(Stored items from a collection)

___

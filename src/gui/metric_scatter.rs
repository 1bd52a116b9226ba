//! Metric Scatter Window
//! Single-panel display of one metric against the jittered problem size.

use crate::charts::{MetricScatterData, ScatterPlotter};
use egui::RichText;

pub struct MetricScatterApp {
    data: MetricScatterData,
}

impl MetricScatterApp {
    pub fn new(_cc: &eframe::CreationContext<'_>, data: MetricScatterData) -> Self {
        Self { data }
    }
}

impl eframe::App for MetricScatterApp {
    fn update(&mut self, ctx: &egui::Context, _frame: &mut eframe::Frame) {
        egui::CentralPanel::default().show(ctx, |ui| {
            ui.vertical_centered(|ui| {
                ui.label(
                    RichText::new(format!(
                        "Experimental complexity scatter ({})",
                        self.data.metric
                    ))
                    .size(18.0)
                    .strong(),
                );
            });
            ui.add_space(8.0);

            ScatterPlotter::draw_metric_scatter(ui, &self.data);
        });
    }
}
//! End-to-end pipeline checks against a fixture CSV.

use nuage::charts::MetricScatterData;
use nuage::config::PlotConfig;
use nuage::data::{self, ResultTable, TableError};
use nuage::pipeline;
use std::io::Write;
use std::path::PathBuf;

const FIXTURE: &str = "n;total_no;total_bh\n10;2.0;3.0\n40;5.0;-1.0\n100;1.0;0.5\n";

fn fixture_csv(dir: &tempfile::TempDir) -> PathBuf {
    let path = dir.path().join("resultats_complexite.csv");
    let mut file = std::fs::File::create(&path).unwrap();
    file.write_all(FIXTURE.as_bytes()).unwrap();
    path
}

fn flat_points(data: &MetricScatterData) -> Vec<[f64; 2]> {
    data.groups
        .iter()
        .flat_map(|group| group.points.clone())
        .collect()
}

#[test]
fn both_filters_leave_two_points_for_the_metric_scatter() {
    let dir = tempfile::tempdir().unwrap();
    let mut config = PlotConfig::metric_scatter();
    config.source_path = fixture_csv(&dir);

    let table = ResultTable::from_csv(&config.source_path).unwrap();
    let table = data::keep_sizes(&table, &config.accepted_sizes).unwrap();
    let table = data::drop_negative(&table, &["total_no", "total_bh"]).unwrap();
    assert_eq!(table.height(), 2);

    let chart = pipeline::build_metric_scatter(&table, &config).unwrap();
    let points = flat_points(&chart);
    assert_eq!(points.len(), 2);

    let p10 = points.iter().find(|p| p[1] == 2.0).unwrap();
    assert!((p10[0] - 10.0).abs() <= config.jitter_range);
    let p100 = points.iter().find(|p| p[1] == 1.0).unwrap();
    assert!((p100[0] - 100.0).abs() <= config.jitter_range);
}

#[test]
fn comparison_pipeline_builds_one_panel_per_size() {
    let dir = tempfile::tempdir().unwrap();
    let mut config = PlotConfig::method_comparison();
    config.source_path = fixture_csv(&dir);

    let chart = pipeline::method_comparison(&config).unwrap();
    assert_eq!(chart.panels.len(), 4);
    assert_eq!(chart.expected_runs, 100);

    let sizes: Vec<i64> = chart.panels.iter().map(|p| p.size).collect();
    assert_eq!(sizes, vec![10, 40, 100, 400]);

    // n=40 fails the non-negativity filter; n=400 has no rows at all.
    let runs: Vec<usize> = chart.panels.iter().map(|p| p.runs).collect();
    assert_eq!(runs, vec![1, 0, 1, 0]);

    let p10 = &chart.panels[0];
    assert_eq!(p10.nord_ouest.len(), 1);
    assert_eq!(p10.nord_ouest[0][1], 2.0);
    assert!(p10.nord_ouest[0][0].abs() <= config.jitter_range);
    assert!((p10.balas_hammer[0][0] - 1.0).abs() <= config.jitter_range);
    assert_eq!(p10.balas_hammer[0][1], 3.0);
}

#[test]
fn unknown_metric_fails_before_any_rendering() {
    let dir = tempfile::tempdir().unwrap();
    let mut config = PlotConfig::metric_scatter();
    config.source_path = fixture_csv(&dir);
    config.metric = "theta_zz".to_string();

    let err = pipeline::metric_scatter(&config).unwrap_err();
    assert!(matches!(err, TableError::MissingColumn(name) if name == "theta_zz"));
}

#[test]
fn missing_csv_aborts_the_pipeline() {
    let mut config = PlotConfig::metric_scatter();
    config.source_path = PathBuf::from("no/such/resultats_complexite.csv");

    let err = pipeline::metric_scatter(&config).unwrap_err();
    assert!(matches!(err, TableError::FileNotFound(_)));
}

#[test]
fn jittered_scatter_is_reproducible_across_runs() {
    let dir = tempfile::tempdir().unwrap();
    let mut config = PlotConfig::metric_scatter();
    config.source_path = fixture_csv(&dir);

    let a = pipeline::metric_scatter(&config).unwrap();
    let b = pipeline::metric_scatter(&config).unwrap();
    assert_eq!(flat_points(&a), flat_points(&b));
}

___

= WHAT THE TASK REQUIRES =
Your answer should be one number, the count of lines above that hold "charts".

= REPLY =
2